▸ **GOAL OF THE EXERCISE**
Only the lines from the one containing "tracing_subscriber::EnvFilter::try_from_default_env()" through the one containing "the application Config." should be printed, exactly as they appear below, with both ends included.

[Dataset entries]
···

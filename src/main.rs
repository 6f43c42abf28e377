//! pmtiles-tiler - HTTP tile server for PMTiles archives.
//!
//! This binary starts the HTTP server and configures all components.

use clap::Parser;
use std::process::ExitCode;
use tracing::{error, info, warn};
use tracing_subscriber::{layer::SubscriberExt, util::SubscriberInitExt};

use pmtiles_tiler::{
    config::Config,
    server::{create_router, RouterConfig, HEALTH_PATH},
    PmtilesSource,
};

#[tokio::main]
async fn main() -> ExitCode {
    let config = Config::parse();

    init_logging(config.verbose);

    if let Err(e) = config.validate() {
        error!("Configuration error: {}", e);
        return ExitCode::FAILURE;
    }

    let store_options = match config.parse_store_options() {
        Ok(options) => options,
        Err(e) => {
            error!("Configuration error: {}", e);
            return ExitCode::FAILURE;
        }
    };

    info!("Starting {} v{}", config.name, env!("CARGO_PKG_VERSION"));
    info!("Configuration:");
    match config.mount_prefix() {
        Some(prefix) => info!("  Mount prefix: {}", prefix),
        None => info!("  Mount prefix: /"),
    }
    if !config.root_path.is_empty() {
        info!("  Root path: {}", config.root_path);
    }
    info!("  Cache-Control: {}", config.cache_control);
    match config.cors_origins() {
        None => info!("  CORS: any origin"),
        Some(origins) if origins.is_empty() => warn!("  CORS: no cross-origin requests allowed"),
        Some(origins) => info!("  CORS: {}", origins.join(", ")),
    }
    if !store_options.is_empty() {
        info!("  Object store options: {}", store_options.len());
    }

    let source = PmtilesSource::with_options(store_options);

    let router = match create_router(source, build_router_config(&config)) {
        Ok(router) => router,
        Err(e) => {
            error!("Configuration error: {}", e);
            return ExitCode::FAILURE;
        }
    };

    let addr = config.bind_address();

    let listener = match tokio::net::TcpListener::bind(&addr).await {
        Ok(listener) => listener,
        Err(e) => {
            error!("Failed to bind to {}: {}", addr, e);
            return ExitCode::FAILURE;
        }
    };

    let prefix = config.mount_prefix().unwrap_or_default();
    info!("Server listening on: http://{}", addr);
    info!("  curl http://{}{}", addr, HEALTH_PATH);
    info!(
        "  open http://{}{}{}/map?url=<archive>",
        addr, config.root_path, prefix
    );

    if let Err(e) = axum::serve(listener, router)
        .with_graceful_shutdown(shutdown_signal())
        .await
    {
        error!("Server error: {}", e);
        return ExitCode::FAILURE;
    }

    info!("Server stopped");
    ExitCode::SUCCESS
}

/// Initialize the tracing/logging subsystem.
fn init_logging(verbose: bool) {
    let env_filter = if verbose {
        "pmtiles_tiler=debug,tower_http=debug"
    } else {
        "pmtiles_tiler=info,tower_http=info"
    };

    tracing_subscriber::registry()
        .with(
            tracing_subscriber::EnvFilter::try_from_default_env()
                .unwrap_or_else(|_| env_filter.into()),
        )
        .with(tracing_subscriber::fmt::layer())
        .init();
}

/// Build RouterConfig from the application Config.
fn build_router_config(config: &Config) -> RouterConfig {
    let mut router_config = RouterConfig::new()
        .with_cache_control(config.cache_control.clone())
        .with_root_path(config.root_path.clone())
        .with_tracing(!config.no_tracing);

    if let Some(origins) = config.cors_origins() {
        router_config = router_config.with_cors_origins(origins);
    }

    if let Some(prefix) = config.mount_prefix() {
        router_config = router_config.with_mount_prefix(prefix);
    }

    router_config
}

/// Resolve when Ctrl-C is received.
async fn shutdown_signal() {
    if let Err(e) = tokio::signal::ctrl_c().await {
        error!("Failed to listen for shutdown signal: {}", e);
        std::future::pending::<()>().await;
    }
    info!("Shutdown signal received");
}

···

▸ **RESPONSE AREA**
            tracing_subscriber::EnvFilter::try_from_default_env()
                .unwrap_or_else(|_| env_filter.into()),
        )
        .with(tracing_subscriber::fmt::layer())
        .init();
}

/// Build RouterConfig from the application Config.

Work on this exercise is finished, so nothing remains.